Il est plus de 18 heures et la lumière décline doucement à l'extérieur. Les internes commencent à appeler les autres services de l'hôpital pour trouver une place à leurs patients, installés dans une chambre ou sur un brancard dans le couloir. Très souvent, ils se voient demander des examens supplémentaires, qui retardent d'autant le départ des malades vers d'autres unités. Les internes sont "pris en otage", critique Olivier, le médecin de garde. Selon lui, les chefs des autres services se renvoient la balle entre eux, prétextant que la pathologie du patient n'est pas de leur ressort. "Et pendant ce temps-là, le patient reste chez nous", déplore-t-il, pointant la dérive du système.

L’Unité d'hospitalisation de courte durée est devenue un système tampon, avec des hospitalisations de plusieurs jours.

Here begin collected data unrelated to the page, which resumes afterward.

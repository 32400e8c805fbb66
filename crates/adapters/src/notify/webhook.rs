// SPDX-License-Identifier: BUSL-1.1
// Copyright (c) 2026 Alfred Jean LLC

//! Webhook notification adapter

use super::{NotifyAdapter, NotifyError};
use async_trait::async_trait;

/// Notification adapter that POSTs JSON to a webhook URL.
///
/// The payload is `{"channel": ..., "message": ...}`; any 2xx status
/// counts as delivered.
#[derive(Clone)]
pub struct WebhookNotifier {
    url: String,
}

impl WebhookNotifier {
    pub fn new(url: impl Into<String>) -> Self {
        Self { url: url.into() }
    }
}

#[async_trait]
impl NotifyAdapter for WebhookNotifier {
    async fn send(&self, channel: &str, message: &str) -> Result<(), NotifyError> {
        let url = self.url.clone();
        let body = serde_json::json!({
            "channel": channel,
            "message": message,
        })
        .to_string();

        // ureq is blocking; keep it off the async workers
        tokio::task::spawn_blocking(move || {
            ureq::post(&url)
                .header("content-type", "application/json")
                .send(body.as_bytes())
                .map(|_| ())
                .map_err(|e| NotifyError::SendFailed(e.to_string()))
        })
        .await
        .map_err(|e| NotifyError::SendFailed(format!("send task failed: {}", e)))?
    }
}
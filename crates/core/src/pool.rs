// SPDX-License-Identifier: BUSL-1.1
// Copyright (c) 2026 Alfred Jean LLC

//! Liquidity pool record
//!
//! The pool is the shared float that funds advances. Transitions are pure:
//! they take the current record and return the next one, with the version
//! bumped for optimistic concurrency at the store.

use chrono::{DateTime, Utc};
use rust_decimal::Decimal;
use serde::{Deserialize, Serialize};
use thiserror::Error;

/// Unique identifier for a liquidity pool
#[derive(Debug, Clone, PartialEq, Eq, Hash, Serialize, Deserialize)]
pub struct PoolId(pub String);

impl std::fmt::Display for PoolId {
    fn fmt(&self, f: &mut std::fmt::Formatter<'_>) -> std::fmt::Result {
        write!(f, "{}", self.0)
    }
}

impl From<String> for PoolId {
    fn from(s: String) -> Self {
        PoolId(s)
    }
}

impl From<&str> for PoolId {
    fn from(s: &str) -> Self {
        PoolId(s.to_string())
    }
}

/// Errors from pool transitions
#[derive(Debug, Error, PartialEq)]
pub enum PoolError {
    #[error("amount must be positive, got {0}")]
    NonPositiveAmount(Decimal),
    #[error("insufficient pool balance: have {available}, need {requested}")]
    InsufficientBalance {
        available: Decimal,
        requested: Decimal,
    },
}

/// Shared liquidity pool that funds advances
#[derive(Debug, Clone, PartialEq, Serialize, Deserialize)]
pub struct LiquidityPool {
    pub id: PoolId,
    pub current_balance: Decimal,
    pub initial_balance: Decimal,
    pub total_lent: Decimal,
    pub total_repaid: Decimal,
    /// Bumped on every committed update; stale writers get a conflict
    pub version: u64,
    pub updated_at: DateTime<Utc>,
}

impl LiquidityPool {
    pub fn new(id: PoolId, initial_balance: Decimal, now: DateTime<Utc>) -> Self {
        Self {
            id,
            current_balance: initial_balance,
            initial_balance,
            total_lent: Decimal::ZERO,
            total_repaid: Decimal::ZERO,
            version: 0,
            updated_at: now,
        }
    }

    /// Move funds out of the pool to fund an advance
    pub fn lend(&self, amount: Decimal, now: DateTime<Utc>) -> Result<Self, PoolError> {
        if amount <= Decimal::ZERO {
            return Err(PoolError::NonPositiveAmount(amount));
        }
        if amount > self.current_balance {
            return Err(PoolError::InsufficientBalance {
                available: self.current_balance,
                requested: amount,
            });
        }
        let mut next = self.clone();
        next.current_balance -= amount;
        next.total_lent += amount;
        next.version += 1;
        next.updated_at = now;
        Ok(next)
    }

    /// Return repaid funds to the pool
    pub fn absorb(&self, amount: Decimal, now: DateTime<Utc>) -> Result<Self, PoolError> {
        if amount <= Decimal::ZERO {
            return Err(PoolError::NonPositiveAmount(amount));
        }
        let mut next = self.clone();
        next.current_balance += amount;
        next.total_repaid += amount;
        next.version += 1;
        next.updated_at = now;
        Ok(next)
    }

    /// Conservation identity: balance equals initial minus lent plus repaid
    pub fn is_balanced(&self) -> bool {
        self.current_balance == self.initial_balance - self.total_lent + self.total_repaid
    }
}

#[cfg(test)]
mod tests {
    use super::*;
    use chrono::TimeZone;
    use rust_decimal_macros::dec;

    fn now() -> DateTime<Utc> {
        Utc.with_ymd_and_hms(2026, 3, 2, 12, 0, 0).unwrap()
    }

    fn make_pool(balance: Decimal) -> LiquidityPool {
        LiquidityPool::new(PoolId("pool-1".into()), balance, now())
    }

    #[test]
    fn lend_moves_funds_and_bumps_version() {
        let pool = make_pool(dec!(10000.00));
        let next = pool.lend(dec!(1500.00), now()).unwrap();
        assert_eq!(next.current_balance, dec!(8500.00));
        assert_eq!(next.total_lent, dec!(1500.00));
        assert_eq!(next.version, 1);
        assert!(next.is_balanced());
    }

    #[test]
    fn lend_more_than_balance_fails() {
        let pool = make_pool(dec!(100.00));
        let err = pool.lend(dec!(100.01), now()).unwrap_err();
        assert_eq!(
            err,
            PoolError::InsufficientBalance {
                available: dec!(100.00),
                requested: dec!(100.01),
            }
        );
    }

    #[test]
    fn lend_exact_balance_drains_pool_to_zero() {
        let pool = make_pool(dec!(100.00));
        let next = pool.lend(dec!(100.00), now()).unwrap();
        assert_eq!(next.current_balance, Decimal::ZERO);
        assert!(next.is_balanced());
    }

    #[test]
    fn lend_rejects_non_positive_amounts() {
        let pool = make_pool(dec!(100.00));
        assert!(pool.lend(Decimal::ZERO, now()).is_err());
        assert!(pool.lend(dec!(-5.00), now()).is_err());
    }

    #[test]
    fn absorb_returns_funds() {
        let pool = make_pool(dec!(10000.00));
        let pool = pool.lend(dec!(2000.00), now()).unwrap();
        let pool = pool.absorb(dec!(500.00), now()).unwrap();
        assert_eq!(pool.current_balance, dec!(8500.00));
        assert_eq!(pool.total_repaid, dec!(500.00));
        assert_eq!(pool.version, 2);
        assert!(pool.is_balanced());
    }

    // Property-based tests
    use proptest::prelude::*;

    fn arb_cents() -> impl Strategy<Value = Decimal> {
        (1i64..=500_00).prop_map(|cents| Decimal::new(cents, 2))
    }

    proptest! {
        #[test]
        fn random_lend_absorb_sequences_stay_balanced(
            steps in proptest::collection::vec((any::<bool>(), arb_cents()), 0..40)
        ) {
            let mut pool = make_pool(dec!(1000.00));
            for (is_lend, amount) in steps {
                let result = if is_lend {
                    pool.lend(amount, now())
                } else {
                    pool.absorb(amount, now())
                };
                if let Ok(next) = result {
                    pool = next;
                }
                prop_assert!(pool.current_balance >= Decimal::ZERO);
                prop_assert!(pool.is_balanced());
            }
        }
    }
}
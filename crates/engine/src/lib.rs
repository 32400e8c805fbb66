// SPDX-License-Identifier: BUSL-1.1
// Copyright (c) 2026 Alfred Jean LLC

// Allow panic!/unwrap/expect in test code
#![cfg_attr(test, allow(clippy::panic))]
#![cfg_attr(test, allow(clippy::unwrap_used))]
#![cfg_attr(test, allow(clippy::expect_used))]

//! Advance issuance and settlement engine

mod engine;
mod error;
mod retry;
mod services;

pub use engine::{
    Engine, IssuedAdvance, RepaymentOutcome, SettledAdvance, SettlementFailure, SettlementReport,
    SkippedAdvance,
};
pub use error::EngineError;
pub use retry::{RetryPolicy, StepError};
pub use services::{ServiceSet, Services};
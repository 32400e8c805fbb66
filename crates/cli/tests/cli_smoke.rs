// SPDX-License-Identifier: BUSL-1.1
// Copyright (c) 2026 Alfred Jean LLC

//! CLI smoke tests
//!
//! These tests exercise argument parsing and the daemon-down paths. Anything
//! that needs a live daemon lives in the workspace-level spec tests.

#![allow(clippy::unwrap_used)]
#![allow(clippy::expect_used)]

use assert_cmd::Command;
use predicates::prelude::*;
use tempfile::TempDir;

struct TestEnv {
    state: TempDir,
    sockets: TempDir,
    books: TempDir,
}

fn setup_env() -> TestEnv {
    TestEnv {
        state: TempDir::new().unwrap(),
        sockets: TempDir::new().unwrap(),
        books: TempDir::new().unwrap(),
    }
}

/// An adv command isolated from the user's real daemons
fn adv(env: &TestEnv) -> Command {
    let mut cmd = Command::cargo_bin("adv").unwrap();
    cmd.env("XDG_STATE_HOME", env.state.path())
        .env("ADV_SOCKET_DIR", env.sockets.path())
        .env("ADV_DATA_DIR", env.books.path());
    cmd
}

#[test]
fn help_lists_subcommands() {
    let mut cmd = Command::cargo_bin("adv").unwrap();
    cmd.arg("--help")
        .assert()
        .success()
        .stdout(predicate::str::contains("available"))
        .stdout(predicate::str::contains("take"))
        .stdout(predicate::str::contains("repay"))
        .stdout(predicate::str::contains("settle"))
        .stdout(predicate::str::contains("status"))
        .stdout(predicate::str::contains("daemon"))
        .stdout(predicate::str::contains("completions"))
        .stdout(predicate::str::contains("--json"));
}

#[test]
fn daemon_status_reports_not_running() {
    let env = setup_env();
    adv(&env)
        .args(["daemon", "status"])
        .assert()
        .success()
        .stdout(predicate::str::contains("Daemon not running"));
}

#[test]
fn daemon_stop_when_not_running() {
    let env = setup_env();
    adv(&env)
        .args(["daemon", "stop"])
        .assert()
        .success()
        .stdout(predicate::str::contains("Daemon not running"));
}

#[test]
fn take_surfaces_daemon_start_failure() {
    let env = setup_env();
    adv(&env)
        .env("ADV_DAEMON_BINARY", "/nonexistent/advd")
        .args(["take", "u-1", "50"])
        .assert()
        .failure()
        .stderr(predicate::str::contains("Failed to start daemon"));
}

#[test]
fn take_rejects_a_non_numeric_amount() {
    let env = setup_env();
    adv(&env)
        .args(["take", "u-1", "lots"])
        .assert()
        .failure()
        .stderr(predicate::str::contains("invalid value"));
}

#[test]
fn completions_bash_mentions_the_binary() {
    let mut cmd = Command::cargo_bin("adv").unwrap();
    cmd.args(["completions", "bash"])
        .assert()
        .success()
        .stdout(predicate::str::contains("adv"));
}
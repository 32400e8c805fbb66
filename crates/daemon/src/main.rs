// SPDX-License-Identifier: BUSL-1.1
// Copyright (c) 2026 Alfred Jean LLC

//! Advance Daemon (advd)
//!
//! Background process that owns the books: it serves the CLI over a Unix
//! socket and runs the periodic settlement batch.

use std::path::PathBuf;

use tokio::signal::unix::{signal, SignalKind};
use tracing::{error, info};

use adv_daemon::lifecycle::{self, Config, LifecycleError, STARTUP_MARKER_PREFIX};
use adv_daemon::server;

#[tokio::main]
async fn main() -> Result<(), Box<dyn std::error::Error>> {
    // Parse arguments
    let args: Vec<String> = std::env::args().collect();
    let data_dir = if args.len() > 1 {
        PathBuf::from(&args[1])
    } else {
        default_data_dir()?
    };

    // Load configuration
    let config = Config::for_data_dir(&data_dir)?;

    // Write startup marker to log (before tracing setup, so CLI can find it)
    write_startup_marker(&config)?;

    // Set up logging
    let log_guard = setup_logging(&config)?;

    info!("Starting advd for books at: {}", config.data_dir.display());

    // Start daemon
    let mut daemon = match lifecycle::startup(&config).await {
        Ok(d) => d,
        Err(e) => {
            // Write error synchronously (tracing is non-blocking and may not flush in time)
            write_startup_error(&config, &e);
            error!("Failed to start daemon: {}", e);
            drop(log_guard);
            return Err(e.into());
        }
    };

    // Set up signal handlers
    let mut sigterm = signal(SignalKind::terminate())?;
    let mut sigint = signal(SignalKind::interrupt())?;

    info!(
        "Daemon ready, listening on {}",
        config.socket_path.display()
    );

    // Signal ready for parent process (e.g., systemd, CLI waiting for startup)
    println!("READY");

    // Settlement timer; the immediate first tick is consumed so the batch
    // first runs one full interval after startup
    let mut settlement_timer = tokio::time::interval(daemon.settings.engine.settlement.interval);
    settlement_timer.tick().await;

    // Main event loop
    loop {
        tokio::select! {
            // Accept client connections
            result = daemon.listener.accept() => {
                match result {
                    Ok((stream, _)) => {
                        if let Err(e) = server::handle_connection(&mut daemon, stream).await {
                            error!("Error handling connection: {}", e);
                        }
                    }
                    Err(e) => {
                        error!("Error accepting connection: {}", e);
                    }
                }
            }

            // Periodic settlement batch
            _ = settlement_timer.tick() => {
                match daemon.engine.run_settlement().await {
                    Ok(report) => {
                        if !report.errors.is_empty() {
                            error!(
                                "Settlement cycle {} finished with {} errors",
                                report.cycle,
                                report.errors.len()
                            );
                        }
                    }
                    Err(e) => {
                        error!("Settlement run failed: {}", e);
                    }
                }
            }

            // Graceful shutdown on SIGTERM
            _ = sigterm.recv() => {
                info!("Received SIGTERM, shutting down...");
                daemon.shutdown().await?;
                break;
            }

            // Graceful shutdown on SIGINT
            _ = sigint.recv() => {
                info!("Received SIGINT, shutting down...");
                daemon.shutdown().await?;
                break;
            }
        }

        // Check if shutdown was requested via IPC
        if daemon.shutdown_requested {
            info!("Shutdown requested via IPC, shutting down...");
            daemon.shutdown().await?;
            break;
        }
    }

    info!("Daemon stopped");
    Ok(())
}

/// Default books location: ADV_DATA_DIR, else ~/.local/share/adv
fn default_data_dir() -> Result<PathBuf, LifecycleError> {
    if let Ok(dir) = std::env::var("ADV_DATA_DIR") {
        return Ok(PathBuf::from(dir));
    }
    let home = std::env::var("HOME").map_err(|_| LifecycleError::NoStateDir)?;
    Ok(PathBuf::from(home).join(".local/share/adv"))
}

/// Write startup marker to log file (appends to existing log)
fn write_startup_marker(config: &Config) -> Result<(), LifecycleError> {
    use std::io::Write;

    // Create log directory if needed
    if let Some(parent) = config.log_path.parent() {
        std::fs::create_dir_all(parent)?;
    }

    // Append marker to log file with PID
    let mut file = std::fs::OpenOptions::new()
        .create(true)
        .append(true)
        .open(&config.log_path)?;
    writeln!(file, "{}{})", STARTUP_MARKER_PREFIX, std::process::id())?;

    Ok(())
}

/// Write startup error synchronously to log file.
/// This ensures the error is visible to the CLI even if the process exits quickly.
fn write_startup_error(config: &Config, error: &LifecycleError) {
    use std::io::Write;

    let Ok(mut file) = std::fs::OpenOptions::new()
        .create(true)
        .append(true)
        .open(&config.log_path)
    else {
        return;
    };
    let _ = writeln!(file, "ERROR Failed to start daemon: {}", error);
}

fn setup_logging(
    config: &Config,
) -> Result<tracing_appender::non_blocking::WorkerGuard, LifecycleError> {
    use tracing_subscriber::{fmt, prelude::*, EnvFilter};

    // Create log directory if needed
    if let Some(parent) = config.log_path.parent() {
        std::fs::create_dir_all(parent)?;
    }

    // Set up file appender
    let file_appender = tracing_appender::rolling::never(
        config.log_path.parent().ok_or(LifecycleError::NoStateDir)?,
        config
            .log_path
            .file_name()
            .ok_or(LifecycleError::NoStateDir)?,
    );
    let (non_blocking, guard) = tracing_appender::non_blocking(file_appender);

    // Set up subscriber with env filter
    let filter = EnvFilter::try_from_default_env().unwrap_or_else(|_| EnvFilter::new("info"));

    tracing_subscriber::registry()
        .with(filter)
        .with(fmt::layer().with_writer(non_blocking))
        .init();

    Ok(guard)
}
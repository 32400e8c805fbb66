// SPDX-License-Identifier: BUSL-1.1
// Copyright (c) 2026 Alfred Jean LLC

//! Cash advance record
//!
//! An advance tracks what a user drew and what they still owe. The only
//! mutating transition is repayment; `Repaid` is terminal. The invariant
//! `0 <= outstanding_amount <= total_amount` holds by construction.

use crate::pool::PoolId;
use crate::wallet::UserId;
use chrono::{DateTime, Utc};
use rust_decimal::Decimal;
use serde::{Deserialize, Serialize};
use thiserror::Error;

/// Unique identifier for an advance
#[derive(Debug, Clone, PartialEq, Eq, Hash, Serialize, Deserialize)]
pub struct AdvanceId(pub String);

impl std::fmt::Display for AdvanceId {
    fn fmt(&self, f: &mut std::fmt::Formatter<'_>) -> std::fmt::Result {
        write!(f, "{}", self.0)
    }
}

impl From<String> for AdvanceId {
    fn from(s: String) -> Self {
        AdvanceId(s)
    }
}

impl From<&str> for AdvanceId {
    fn from(s: &str) -> Self {
        AdvanceId(s.to_string())
    }
}

/// Lifecycle state of an advance
#[derive(Debug, Clone, Copy, PartialEq, Eq, Serialize, Deserialize)]
#[serde(rename_all = "snake_case")]
pub enum AdvanceStatus {
    Active,
    Repaid,
}

/// Errors from advance transitions
#[derive(Debug, Error, PartialEq)]
pub enum AdvanceError {
    #[error("repayment must be positive, got {0}")]
    NonPositiveRepayment(Decimal),
    #[error("repayment {amount} exceeds outstanding {outstanding}")]
    OverRepayment {
        amount: Decimal,
        outstanding: Decimal,
    },
    #[error("advance is already repaid")]
    AlreadyRepaid,
}

/// A cash advance drawn against a liquidity pool
#[derive(Debug, Clone, PartialEq, Serialize, Deserialize)]
pub struct Advance {
    pub id: AdvanceId,
    pub user_id: UserId,
    pub pool_id: PoolId,
    pub total_amount: Decimal,
    pub outstanding_amount: Decimal,
    pub status: AdvanceStatus,
    pub created_at: DateTime<Utc>,
    pub updated_at: DateTime<Utc>,
    pub repaid_at: Option<DateTime<Utc>>,
}

impl Advance {
    pub fn new(
        id: AdvanceId,
        user_id: UserId,
        pool_id: PoolId,
        amount: Decimal,
        now: DateTime<Utc>,
    ) -> Self {
        Self {
            id,
            user_id,
            pool_id,
            total_amount: amount,
            outstanding_amount: amount,
            status: AdvanceStatus::Active,
            created_at: now,
            updated_at: now,
            repaid_at: None,
        }
    }

    pub fn is_active(&self) -> bool {
        self.status == AdvanceStatus::Active
    }

    /// Apply a repayment.
    ///
    /// Pure transition: returns the updated record. Flips to `Repaid` and
    /// stamps `repaid_at` exactly when the outstanding balance reaches zero.
    pub fn apply_repayment(&self, amount: Decimal, now: DateTime<Utc>) -> Result<Self, AdvanceError> {
        if self.status == AdvanceStatus::Repaid {
            return Err(AdvanceError::AlreadyRepaid);
        }
        if amount <= Decimal::ZERO {
            return Err(AdvanceError::NonPositiveRepayment(amount));
        }
        if amount > self.outstanding_amount {
            return Err(AdvanceError::OverRepayment {
                amount,
                outstanding: self.outstanding_amount,
            });
        }
        let mut next = self.clone();
        next.outstanding_amount -= amount;
        next.updated_at = now;
        if next.outstanding_amount.is_zero() {
            next.status = AdvanceStatus::Repaid;
            next.repaid_at = Some(now);
        }
        Ok(next)
    }

    /// Whole weeks since the advance was issued
    pub fn weeks_open(&self, now: DateTime<Utc>) -> u32 {
        let days = (now - self.created_at).num_days().max(0);
        (days / 7) as u32
    }
}

#[cfg(test)]
#[path = "advance_tests.rs"]
mod tests;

Stéphane Luigi, chef du service des urgences

Cette nuit, le cadre de santé fera à nouveau le point sur les lits disponibles. Régulièrement, "on téléphone à l'Agence régionale de santé et au Samu pour qu'ils redirigent les patients sur d'autres hôpitaux. Mais c'est souvent peine perdue", constate celui qui a le rôle de "bed manager", une fonction que souhaite développer la ministre de la Santé. 

Il est presque 20 heures, 112 patients sont déjà passés aux urgences et le Smur est sorti huit fois. "Mais la journée n'est pas finie", signale la secrétaire médicale en ouvrant à trois policiers venus pour une prolongation de garde à vue. Les équipes des urgences de Martigues se préparent à vivre une nouvelle nuit agitée.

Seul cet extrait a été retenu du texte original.